▶ **Data for review**

//! # blespeed
//!
//! BLE 처리율 측정 (central 측)
//!
//! ## 흐름
//! - **스캔**: 서비스 UUID 로 서버 탐색, 타임아웃 시 중단
//! - **연결**: 전송 계층의 제한된 재시도
//! - **MTU 협상**: 512 요청, 허용된 크기로 청크 분할
//! - **스트리밍**: ACK 기반, 한 번에 한 청크
//! - **측정**: 스트리밍 구간의 초 단위 경과 시간으로 바이트/초 계산
//!
//! 사용자 중단은 어느 단계에서든 가능하며, 모든 실패는 관찰자에게 한 번의
//! `test_aborted` 로 전달된다.

pub mod chunk;
pub mod config;
pub mod error;
pub mod observer;
pub mod payload;
pub mod session;
pub mod stats;
pub mod transport;

use uuid::Uuid;

pub use chunk::{Chunk, ChunkQueue};
pub use config::Config;
pub use error::{Error, Result, WriteError};
pub use observer::{ChannelObserver, SessionEvent, SessionObserver};
pub use session::{reason, Phase, TransferSession};
pub use stats::{ThroughputSample, TransferStats};
pub use transport::{
    event_channel, AdapterEvent, EventSink, EventStream, GattProfile, MockBehavior, MockTransport,
    PeerHandle, RetryPolicy, ScanFilter, TransportAdapter,
};

/// 기본 MTU 요청 크기 (바이트)
pub const DEFAULT_MTU_REQUEST_SIZE: u16 = 512;

/// 기본 스캔 타임아웃 (초)
pub const DEFAULT_SCAN_TIMEOUT_SECS: u64 = 30;

/// 기본 연결 재시도 횟수
pub const DEFAULT_CONNECT_RETRIES: u32 = 3;

/// 기본 연결 재시도 간격 (밀리초)
pub const DEFAULT_CONNECT_RETRY_DELAY_MS: u64 = 500;

/// 속도 측정 서버 GATT 서비스
pub const SERVICE_UUID: Uuid = Uuid::from_u128(0x5fbfb456_a20b_478f_889c_b3fa3329cd7d);

/// 페이로드 쓰기 특성
pub const WRITE_CHARACTERISTIC_UUID: Uuid = Uuid::from_u128(0x6bebf1b3_e6fd_47a4_8ed9_b36365c3e654);

/// 서버 알림 특성
pub const NOTIFY_CHARACTERISTIC_UUID: Uuid = Uuid::from_u128(0xbc30689f_9105_4789_b2e9_8865637f50a0);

▶ **Exercise aim**
Show each line of the material where the word "타임아웃" occurs.

▶ **Response**
//! - **스캔**: 서비스 UUID 로 서버 탐색, 타임아웃 시 중단
/// 기본 스캔 타임아웃 (초)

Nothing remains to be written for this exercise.